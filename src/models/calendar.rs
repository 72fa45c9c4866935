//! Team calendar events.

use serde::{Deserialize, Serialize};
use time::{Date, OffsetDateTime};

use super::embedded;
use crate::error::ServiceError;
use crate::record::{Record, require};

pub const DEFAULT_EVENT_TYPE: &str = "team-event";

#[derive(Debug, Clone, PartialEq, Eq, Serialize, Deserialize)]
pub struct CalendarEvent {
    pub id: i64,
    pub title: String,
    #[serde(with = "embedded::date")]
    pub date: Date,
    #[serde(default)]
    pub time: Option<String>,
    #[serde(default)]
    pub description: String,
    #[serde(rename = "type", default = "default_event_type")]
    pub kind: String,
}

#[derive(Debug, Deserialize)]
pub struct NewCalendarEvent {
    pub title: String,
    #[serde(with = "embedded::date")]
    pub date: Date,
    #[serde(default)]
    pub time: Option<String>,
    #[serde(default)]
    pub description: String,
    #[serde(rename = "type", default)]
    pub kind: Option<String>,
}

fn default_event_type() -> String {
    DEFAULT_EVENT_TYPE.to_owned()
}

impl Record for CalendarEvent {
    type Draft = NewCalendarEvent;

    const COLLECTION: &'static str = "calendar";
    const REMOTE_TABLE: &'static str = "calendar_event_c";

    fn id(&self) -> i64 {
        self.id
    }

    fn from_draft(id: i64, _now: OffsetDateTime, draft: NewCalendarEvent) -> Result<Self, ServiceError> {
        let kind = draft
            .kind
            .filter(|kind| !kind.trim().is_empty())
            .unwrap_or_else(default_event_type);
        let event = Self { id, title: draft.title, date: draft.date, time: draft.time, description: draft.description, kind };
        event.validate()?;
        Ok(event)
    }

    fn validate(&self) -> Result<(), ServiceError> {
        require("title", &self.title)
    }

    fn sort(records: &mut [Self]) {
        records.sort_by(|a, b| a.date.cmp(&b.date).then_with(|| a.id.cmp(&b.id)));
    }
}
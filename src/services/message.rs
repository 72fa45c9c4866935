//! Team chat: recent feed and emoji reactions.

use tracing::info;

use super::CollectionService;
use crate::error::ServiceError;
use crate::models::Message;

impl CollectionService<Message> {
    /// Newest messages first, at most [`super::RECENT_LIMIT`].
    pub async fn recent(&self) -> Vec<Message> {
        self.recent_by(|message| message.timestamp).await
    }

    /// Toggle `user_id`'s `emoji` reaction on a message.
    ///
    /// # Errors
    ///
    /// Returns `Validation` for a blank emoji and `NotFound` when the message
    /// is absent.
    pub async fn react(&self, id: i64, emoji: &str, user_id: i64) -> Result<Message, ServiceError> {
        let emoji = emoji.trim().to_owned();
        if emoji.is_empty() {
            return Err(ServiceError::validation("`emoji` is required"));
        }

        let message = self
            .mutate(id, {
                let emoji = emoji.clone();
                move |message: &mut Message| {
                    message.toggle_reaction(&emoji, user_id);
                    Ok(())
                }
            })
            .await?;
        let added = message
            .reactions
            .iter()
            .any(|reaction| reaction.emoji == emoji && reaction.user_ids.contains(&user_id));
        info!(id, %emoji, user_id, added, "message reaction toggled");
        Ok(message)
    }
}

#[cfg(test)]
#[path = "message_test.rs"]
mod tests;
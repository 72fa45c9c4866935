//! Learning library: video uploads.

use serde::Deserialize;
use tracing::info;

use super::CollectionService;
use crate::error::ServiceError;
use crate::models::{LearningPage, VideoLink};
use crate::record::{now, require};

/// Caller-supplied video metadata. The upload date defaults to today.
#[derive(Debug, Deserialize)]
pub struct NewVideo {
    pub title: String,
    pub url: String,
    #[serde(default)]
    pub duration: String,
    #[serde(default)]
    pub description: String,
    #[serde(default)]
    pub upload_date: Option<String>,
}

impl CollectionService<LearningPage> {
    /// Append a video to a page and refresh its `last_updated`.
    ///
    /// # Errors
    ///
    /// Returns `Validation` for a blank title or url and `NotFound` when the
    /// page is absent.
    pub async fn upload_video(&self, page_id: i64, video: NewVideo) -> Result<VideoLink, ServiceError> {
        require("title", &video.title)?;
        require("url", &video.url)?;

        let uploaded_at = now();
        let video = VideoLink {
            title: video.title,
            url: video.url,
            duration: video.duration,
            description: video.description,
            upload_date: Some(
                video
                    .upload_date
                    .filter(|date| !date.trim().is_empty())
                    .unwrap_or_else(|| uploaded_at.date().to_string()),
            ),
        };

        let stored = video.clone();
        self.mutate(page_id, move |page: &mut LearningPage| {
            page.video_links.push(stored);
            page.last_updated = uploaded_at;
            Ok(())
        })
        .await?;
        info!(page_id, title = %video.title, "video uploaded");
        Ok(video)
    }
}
----
- [What is being asked]
Lines holding "OffsetDateTime": copy each one from the records above.

- [Finished exercise]
use time::{Date, OffsetDateTime};
    fn from_draft(id: i64, _now: OffsetDateTime, draft: NewCalendarEvent) -> Result<Self, ServiceError> {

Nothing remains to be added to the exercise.